Due to a limited number of studies with generalizable findings on the relationships between market conditions and RN staffing levels in hospitals, this study examined such relationships employing a ...longitudinal design with a representative national sample.
We used longitudinal panel datasets from 2006 to 2010, drawn from various datasets including the American Hospital Association Annual Survey Database and the Area Health Resource File. A random-effects linear regression model was used to measure the influence of market conditions on RN staffing levels.

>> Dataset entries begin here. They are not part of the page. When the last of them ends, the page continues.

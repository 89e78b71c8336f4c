//! Administrator login through `wp-login.php`.

use serde::{Deserialize, Serialize};
use tokio::time::sleep;
use tracing::{info, warn};
use wpharness_core::Config;

use crate::{
    browser::{wait_for_visible, wait_until_ready, BrowserSession},
    Result, ScenarioError,
};

pub const USERNAME_SELECTOR: &str = "#user_login";
pub const PASSWORD_SELECTOR: &str = "#user_pass";
pub const LOGIN_SUBMIT_SELECTOR: &str = "#wp-submit";
/// The admin toolbar, present on every dashboard page.
pub const ADMIN_BAR_SELECTOR: &str = "#wpadminbar";
const DASHBOARD_PATH: &str = "/wp-admin";

#[derive(Debug, Clone, PartialEq, Eq, Serialize, Deserialize)]
pub struct LoginOutcome {
    pub url: String,
    pub admin_bar_visible: bool,
}

/// Log in with the configured credentials and confirm the dashboard loaded.
///
/// # Errors
///
/// - [`ScenarioError::Core`] if no password is configured
/// - [`ScenarioError::Login`] if the login form never appears or the dashboard
///   is not reached
/// - [`ScenarioError::Browser`] on WebDriver failures
pub async fn login<S>(session: &S, config: &Config) -> Result<LoginOutcome>
where
    S: BrowserSession + ?Sized,
{
    if config.login.password.is_empty() {
        return Err(wpharness_core::Error::validation(
            "no login password configured (set WPHARNESS_LOGIN_PASSWORD)",
            "login.password",
            "",
        )
        .into());
    }

    let timeout = config.timing.settle_timeout();
    let url = config.login_url();
    session.goto(&url).await?;
    if !wait_for_visible(session, USERNAME_SELECTOR, timeout).await {
        return Err(ScenarioError::Login {
            reason: format!("login form not visible at {url}"),
        });
    }

    session.clear(USERNAME_SELECTOR).await?;
    session
        .type_text(USERNAME_SELECTOR, &config.login.username)
        .await?;
    session.clear(PASSWORD_SELECTOR).await?;
    session
        .type_text(PASSWORD_SELECTOR, &config.login.password)
        .await?;
    session.click(LOGIN_SUBMIT_SELECTOR).await?;

    sleep(config.timing.settle_for(0)).await;
    wait_until_ready(session, timeout).await;

    let landed = session.current_url().await?;
    let admin_bar_visible = wait_for_visible(session, ADMIN_BAR_SELECTOR, timeout).await;
    let outcome = LoginOutcome {
        url: landed,
        admin_bar_visible,
    };

    if outcome.url.contains(DASHBOARD_PATH) && outcome.admin_bar_visible {
        info!(user = %config.login.username, url = %outcome.url, "Logged in");
        Ok(outcome)
    } else {
        warn!(url = %outcome.url, admin_bar_visible, "Dashboard not reached");
        Err(ScenarioError::Login {
            reason: format!(
                "dashboard not reached (landed on {}, admin bar visible: {})",
                outcome.url, outcome.admin_bar_visible
            ),
        })
    }
}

The results of this study showed that market conditions were significantly associated with RN staffing levels in hospitals. First, an increase in per capita income and being located in urban rather than rural areas were associated with a greater number of RNs per 1,000 inpatient days and a higher ratio of RNs to LPNs and nursing aides. In addition, an increase in the number of physician specialists was associated with an increase in the number of RNs per 1,000 inpatient days. Second, an increase in Medicare HMO penetration in the environment was related to an increase in the RNs to LPNs and nursing aides ratio. Lastly, an increase in market competition was associated with an increase in the number RNs per 1,000 inpatient days and the ratio of RNs to LPNs and nursing aides.
The findings of this study suggest that staffing decision makers in hospitals should consider how to best align their RN staffing levels with their operating environment. In addition, health policy makers may improve the levels the RN supply in communities that needs more RNs by modulating external environmental forces (eg, specialist resources) that influence RN staffing levels in hospitals.